*** SOURCE RECORDS ***
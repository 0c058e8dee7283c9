// migrator-core/src/core/schema.rs
// ============================================================================
// Module: Migrator Schema IR
// Description: Dialect-neutral schema representation produced by introspection.
// Purpose: Give the runner, translator, and report generator one shared view
//          of tables, columns, constraints, routines, and triggers.
// Dependencies: serde, crate::core::{identifiers, type_info}
// ============================================================================

//! ## Overview
//! The schema IR is what introspection (C4) produces and what the runner
//! (C5), routine translator (C6), and report generator (C8) all consume.
//! It never carries a live connection or dialect-specific handle; everything
//! here is plain data so it can be diffed, hashed, and serialized into a run
//! bundle manifest.

// ============================================================================
// SECTION: Imports
// ============================================================================

use serde::Deserialize;
use serde::Serialize;

use crate::core::identifiers::ColumnName;
use crate::core::identifiers::TableName;
use crate::core::type_info::TypeInfo;

// ============================================================================
// SECTION: Columns
// ============================================================================

/// A single column as reported by introspection.
#[derive(Debug, Clone, PartialEq, Serialize, Deserialize)]
pub struct ColumnIr {
    /// Column name, preserving source case.
    pub name: ColumnName,
    /// Mapped type information.
    pub type_info: TypeInfo,
    /// Ordinal position within the table (1-based, as reported by the source).
    pub ordinal: u32,
    /// Default expression exactly as the source reports it, if any.
    pub default_expr: Option<String>,
}

// ============================================================================
// SECTION: Constraints
// ============================================================================

/// A constraint attached to a table.
#[derive(Debug, Clone, PartialEq, Serialize, Deserialize)]
#[serde(tag = "kind", rename_all = "snake_case")]
pub enum ConstraintIr {
    /// Primary key over one or more columns, in key order.
    PrimaryKey {
        /// Constraint name as reported by the source, if named.
        name: Option<String>,
        /// Key columns in declared order.
        columns: Vec<ColumnName>,
    },
    /// Foreign key referencing another table.
    ForeignKey {
        /// Constraint name as reported by the source, if named.
        name: Option<String>,
        /// Local columns participating in the key, in declared order.
        columns: Vec<ColumnName>,
        /// Referenced table.
        references_table: TableName,
        /// Referenced columns, in declared order matching `columns`.
        references_columns: Vec<ColumnName>,
    },
    /// Column or table-level uniqueness constraint.
    Unique {
        /// Constraint name as reported by the source, if named.
        name: Option<String>,
        /// Columns covered by the constraint.
        columns: Vec<ColumnName>,
    },
    /// `CHECK` constraint with its predicate expression.
    Check {
        /// Constraint name as reported by the source, if named.
        name: Option<String>,
        /// Predicate expression, exactly as the source reports it.
        expression: String,
    },
    /// `NOT NULL` constraint on a single column.
    NotNull {
        /// Column the constraint applies to.
        column: ColumnName,
    },
}

// ============================================================================
// SECTION: Tables
// ============================================================================

/// A table as reported by introspection.
#[derive(Debug, Clone, PartialEq, Serialize, Deserialize)]
pub struct TableIr {
    /// Table name.
    pub name: TableName,
    /// Columns in ordinal order.
    pub columns: Vec<ColumnIr>,
    /// Constraints attached to the table.
    pub constraints: Vec<ConstraintIr>,
    /// Estimated row count at introspection time, when the source can
    /// report it cheaply (used for progress reporting, not validation).
    pub estimated_row_count: Option<u64>,
}

impl TableIr {
    /// Returns the tables this table's foreign keys depend on.
    #[must_use]
    pub fn dependencies(&self) -> Vec<&TableName> {
        self.constraints
            .iter()
            .filter_map(|constraint| match constraint {
                ConstraintIr::ForeignKey {
                    references_table, ..
                } => Some(references_table),
                _ => None,
            })
            .collect()
    }
}

// ============================================================================
// SECTION: Views
// ============================================================================

/// A view as reported by introspection (capability level `L2_VIEWS`).
#[derive(Debug, Clone, PartialEq, Serialize, Deserialize)]
pub struct ViewIr {
    /// View name.
    pub name: TableName,
    /// View query body exactly as the source reports it.
    pub definition: String,
}

// ============================================================================
// SECTION: Routines
// ============================================================================

/// Passing mode of a routine argument.
#[derive(Debug, Clone, Copy, PartialEq, Eq, Serialize, Deserialize)]
#[serde(rename_all = "snake_case")]
pub enum ArgumentMode {
    /// Input-only argument.
    In,
    /// Output-only argument.
    Out,
    /// Input and output argument.
    InOut,
}

/// A single routine argument.
#[derive(Debug, Clone, PartialEq, Serialize, Deserialize)]
pub struct RoutineArgument {
    /// Argument name.
    pub name: String,
    /// Mapped type information.
    pub type_info: TypeInfo,
    /// Passing mode.
    pub mode: ArgumentMode,
    /// Default expression exactly as the source reports it, if any.
    pub default_expr: Option<String>,
}

/// A stored routine (procedure or function) as reported by introspection
/// (capability level `L3_ROUTINES`).
///
/// `risk_score` and `issues` start empty at introspection time; only the
/// routine translator (C6) ever mutates them, never the data-copy path.
#[derive(Debug, Clone, PartialEq, Serialize, Deserialize)]
pub struct RoutineIr {
    /// Routine name.
    pub name: String,
    /// `true` when the routine returns a value (function); `false` for a
    /// procedure.
    pub is_function: bool,
    /// Argument list in declared order.
    #[serde(default)]
    pub arguments: Vec<RoutineArgument>,
    /// Return type, present only for functions.
    #[serde(default)]
    pub return_type: Option<TypeInfo>,
    /// Routine body exactly as the source reports it.
    pub body: String,
    /// Source dialect tag the body is written in, used to select a
    /// translator rewrite table.
    pub source_dialect: String,
    /// Names of other routines or tables this routine's body references.
    #[serde(default)]
    pub dependencies: Vec<String>,
    /// Risk score in `[0, 100]`, assigned by the translator's risk
    /// analysis pass; `0` until analyzed.
    #[serde(default)]
    pub risk_score: u8,
    /// Human-readable issues found during risk analysis or translation.
    #[serde(default)]
    pub issues: Vec<String>,
}

// ============================================================================
// SECTION: Triggers
// ============================================================================

/// Timing of a trigger relative to its triggering statement.
#[derive(Debug, Clone, Copy, PartialEq, Eq, Serialize, Deserialize)]
#[serde(rename_all = "snake_case")]
pub enum TriggerTiming {
    /// Fires before the triggering statement.
    Before,
    /// Fires after the triggering statement.
    After,
    /// Fires instead of the triggering statement (view triggers).
    InsteadOf,
}

/// The statement kind that fires a trigger.
#[derive(Debug, Clone, Copy, PartialEq, Eq, Serialize, Deserialize)]
#[serde(rename_all = "snake_case")]
pub enum TriggerEvent {
    /// `INSERT`.
    Insert,
    /// `UPDATE`.
    Update,
    /// `DELETE`.
    Delete,
}

/// Granularity at which a trigger fires.
#[derive(Debug, Clone, Copy, PartialEq, Eq, Serialize, Deserialize)]
#[serde(rename_all = "snake_case")]
pub enum TriggerLevel {
    /// Fires once per affected row.
    Row,
    /// Fires once per triggering statement.
    Statement,
}

/// A trigger as reported by introspection (capability levels `L4_TRIGGERS`
/// and `L4_TRIGGER_SUBSET`).
///
/// `supported_subset` and `unsupported_reason` are fixed at introspection
/// time by the conservative classifier described in the routine translator
/// design; the data-copy path never reads them.
#[derive(Debug, Clone, PartialEq, Serialize, Deserialize)]
pub struct TriggerIr {
    /// Trigger name.
    pub name: String,
    /// Table the trigger is attached to.
    pub table: TableName,
    /// When the trigger fires relative to its event.
    pub timing: TriggerTiming,
    /// Statement kind(s) that fire the trigger.
    pub events: Vec<TriggerEvent>,
    /// Row- or statement-level firing.
    pub level: TriggerLevel,
    /// Trigger body exactly as the source reports it.
    pub body: String,
    /// `true` when the trigger is enabled on the source.
    #[serde(default = "default_true")]
    pub is_enabled: bool,
    /// `true` when the trigger falls within the documented safe-rewrite
    /// subset.
    #[serde(default)]
    pub supported_subset: bool,
    /// Reason the trigger was classified as unsupported, when it was.
    #[serde(default)]
    pub unsupported_reason: Option<String>,
}

const fn default_true() -> bool {
    true
}

// ============================================================================
// SECTION: Schema
// ============================================================================

/// The complete dialect-neutral schema for one source or target database.
#[derive(Debug, Clone, PartialEq, Serialize, Deserialize)]
pub struct SchemaIr {
    /// Tables, in the order introspection discovered them.
    pub tables: Vec<TableIr>,
    /// Views, present only at capability level `L2_VIEWS` or above.
    pub views: Vec<ViewIr>,
    /// Routines, present only at capability level `L3_ROUTINES` or above.
    pub routines: Vec<RoutineIr>,
    /// Triggers, present only at capability level `L4_TRIGGERS` or above.
    pub triggers: Vec<TriggerIr>,
}

impl SchemaIr {
    /// Creates an empty schema.
    #[must_use]
    pub const fn new() -> Self {
        Self {
            tables: Vec::new(),
            views: Vec::new(),
            routines: Vec::new(),
            triggers: Vec::new(),
        }
    }

    /// Looks up a table by name.
    #[must_use]
    pub fn table(&self, name: &TableName) -> Option<&TableIr> {
        self.tables.iter().find(|table| &table.name == name)
    }
}

impl Default for SchemaIr {
    fn default() -> Self {
        Self::new()
    }
}

// ============================================================================
// SECTION: Tests
// ============================================================================

#[cfg(test)]
mod tests {
    use super::*;
    use crate::core::type_info::IrKind;

    fn sample_table(name: &str, references: Option<&str>) -> TableIr {
        let mut constraints = vec![ConstraintIr::PrimaryKey {
            name: Some(format!("{name}_pk")),
            columns: vec![ColumnName::new("id")],
        }];
        if let Some(target) = references {
            constraints.push(ConstraintIr::ForeignKey {
                name: Some(format!("{name}_fk")),
                columns: vec![ColumnName::new("parent_id")],
                references_table: TableName::new(target),
                references_columns: vec![ColumnName::new("id")],
            });
        }
        TableIr {
            name: TableName::new(name),
            columns: vec![ColumnIr {
                name: ColumnName::new("id"),
                type_info: TypeInfo {
                    raw: "INTEGER".to_string(),
                    ir_kind: IrKind::Int64,
                    nullable: false,
                },
                ordinal: 1,
                default_expr: None,
            }],
            constraints,
            estimated_row_count: None,
        }
    }

    #[test]
    fn dependencies_collects_foreign_key_targets() {
        let table = sample_table("orders", Some("customers"));
        let deps = table.dependencies();
        assert_eq!(deps, vec![&TableName::new("customers")]);
    }

    #[test]
    fn schema_table_lookup_finds_by_name() {
        let mut schema = SchemaIr::new();
        schema.tables.push(sample_table("customers", None));
        assert!(schema.table(&TableName::new("customers")).is_some());
        assert!(schema.table(&TableName::new("missing")).is_none());
    }
}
*** End of SOURCE RECORDS ***
Write down, word for word, the lines above from the one containing "on the source." through the one containing "pub const fn", both ends included.

* _EXERCISE RESPONSE_
    /// `true` when the trigger is enabled on the source.
    #[serde(default = "default_true")]
    pub is_enabled: bool,
    /// `true` when the trigger falls within the documented safe-rewrite
    /// subset.
    #[serde(default)]
    pub supported_subset: bool,
    /// Reason the trigger was classified as unsupported, when it was.
    #[serde(default)]
    pub unsupported_reason: Option<String>,
}

const fn default_true() -> bool {
    true
}

// ============================================================================
// SECTION: Schema
// ============================================================================

/// The complete dialect-neutral schema for one source or target database.
#[derive(Debug, Clone, PartialEq, Serialize, Deserialize)]
pub struct SchemaIr {
    /// Tables, in the order introspection discovered them.
    pub tables: Vec<TableIr>,
    /// Views, present only at capability level `L2_VIEWS` or above.
    pub views: Vec<ViewIr>,
    /// Routines, present only at capability level `L3_ROUTINES` or above.
    pub routines: Vec<RoutineIr>,
    /// Triggers, present only at capability level `L4_TRIGGERS` or above.
    pub triggers: Vec<TriggerIr>,
}

impl SchemaIr {
    /// Creates an empty schema.
    #[must_use]
    pub const fn new() -> Self {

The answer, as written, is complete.